Now we are going to write our own Merge Sort method.

We write a failing test first.

BookSorting.Test/SortingTest.cs

[Test]
public void Authors_SortedByLastNameMergeSort()
{
  var book1 = new Book
  { 
    Author = new Author
    {
      LastName = "Partnoy",
      FirstName = "Frank",
    },
    Title = "Wait: The Art and Science of Delay",
  };

  var book2 = new Book
  {
    Author = new Author
    {
      LastName = "Watt",
      FirstName = "Andrew",
    },
    Title = "Beginning Regular Expressions",
  };

  var book3 = new Book
  {
    Author = new Author
    {
      LastName = "Weinberg",
      FirstName = "Steven",
    },
    Title = "Cosmology",
  };

  var books = new List<Book>
  {
    book2,
    book3,
    book1,
  };

  var bookshelf = new Bookshelf();

  books = bookshelf. MergeSort(books);

  Assert.That(books.First(), Is.EqualTo(book1));
  Assert.That(books.Last(), Is.EqualTo(book3));
}

Add the MergeSort method to the Bookshelf class that accepts the list of books and returns it.

BookSorting/Bookshelf.cs

public List<Book> MergeSort(List<Book> books)
{
  return books;
}
1 test failed Expected: <Partnoy, Frank. Wait: The Art and Science of Delay> But was: <Watt, Andrew. Beginning Regular Expressions>

In Linq OrderBy we overrode the Book.ToString() to get the author and title.

We saw a failing test (Red), and we made sure the message was helpful. Now we can make it green.

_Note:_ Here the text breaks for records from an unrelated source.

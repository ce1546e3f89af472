//! Physical registers, the graph-node key space, and resolved locations.

use std::fmt;

use crate::atom::Name;

/// A 32-bit general-purpose register. `Esp`/`Ebp` are reserved (stack
/// pointer / frame pointer) and never handed out as colors.
#[derive(Debug, Clone, Copy, PartialEq, Eq, Hash, strum::EnumIter, strum::Display)]
pub enum Reg {
    #[strum(serialize = "%eax")]
    Eax,
    #[strum(serialize = "%ecx")]
    Ecx,
    #[strum(serialize = "%edx")]
    Edx,
    #[strum(serialize = "%ebx")]
    Ebx,
    #[strum(serialize = "%edi")]
    Edi,
    #[strum(serialize = "%esi")]
    Esi,
    #[strum(serialize = "%esp")]
    Esp,
    #[strum(serialize = "%ebp")]
    Ebp,
}

impl Reg {
    /// Registers the System V cdecl callee may clobber across a `call`.
    pub const CALLER_SAVED: [Reg; 3] = [Reg::Eax, Reg::Ecx, Reg::Edx];
    /// Registers a callee must preserve.
    pub const CALLEE_SAVED: [Reg; 3] = [Reg::Ebx, Reg::Edi, Reg::Esi];
    /// Never entered into the interference graph as assignable colors.
    pub const RESERVED: [Reg; 2] = [Reg::Esp, Reg::Ebp];

    /// Registers available to the coloring algorithm as initial colors.
    #[must_use]
    pub fn allocatable() -> [Reg; 6] {
        [Reg::Eax, Reg::Ecx, Reg::Edx, Reg::Ebx, Reg::Edi, Reg::Esi]
    }
}

/// A node in the interference graph: either a user/compiler name, or a
/// register used directly by an instruction (e.g. the implicit `%eax`
/// written by `call`).
#[derive(Debug, Clone, PartialEq, Eq, Hash)]
pub enum VarKey {
    Named(Name),
    Reg(Reg),
}

impl fmt::Display for VarKey {
    fn fmt(&self, f: &mut fmt::Formatter<'_>) -> fmt::Result {
        match self {
            Self::Named(n) => write!(f, "{n}"),
            Self::Reg(r) => write!(f, "{r}"),
        }
    }
}

/// Where a name ends up after coloring: a register, or a stack slot
/// `-N(%ebp)`. This is the "color" assigned by the interference graph.
#[derive(Debug, Clone, Copy, PartialEq, Eq, Hash)]
pub enum Location {
    Reg(Reg),
    /// Byte offset below `%ebp`; always a positive multiple of 4.
    Stack(u32),
}

impl Location {
    #[must_use]
    pub fn is_stack(self) -> bool {
        matches!(self, Self::Stack(_))
    }
}

impl fmt::Display for Location {
    fn fmt(&self, f: &mut fmt::Formatter<'_>) -> fmt::Result {
        match self {
            Self::Reg(r) => write!(f, "{r}"),
            Self::Stack(n) => write!(f, "-{n}(%ebp)"),
        }
    }
}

This is a big one. So far our sorts have dealt with taking a single book off the shelf and bubbling it up to the top, inserting it, or selecting it for placement. Up until now it would be (with a little practice) easy to understand what each algorithm is doing.

With merge sort I really had to do some investigation. I read other websites, and I even watched a great YouTube video on it. I finally understand what it is doing.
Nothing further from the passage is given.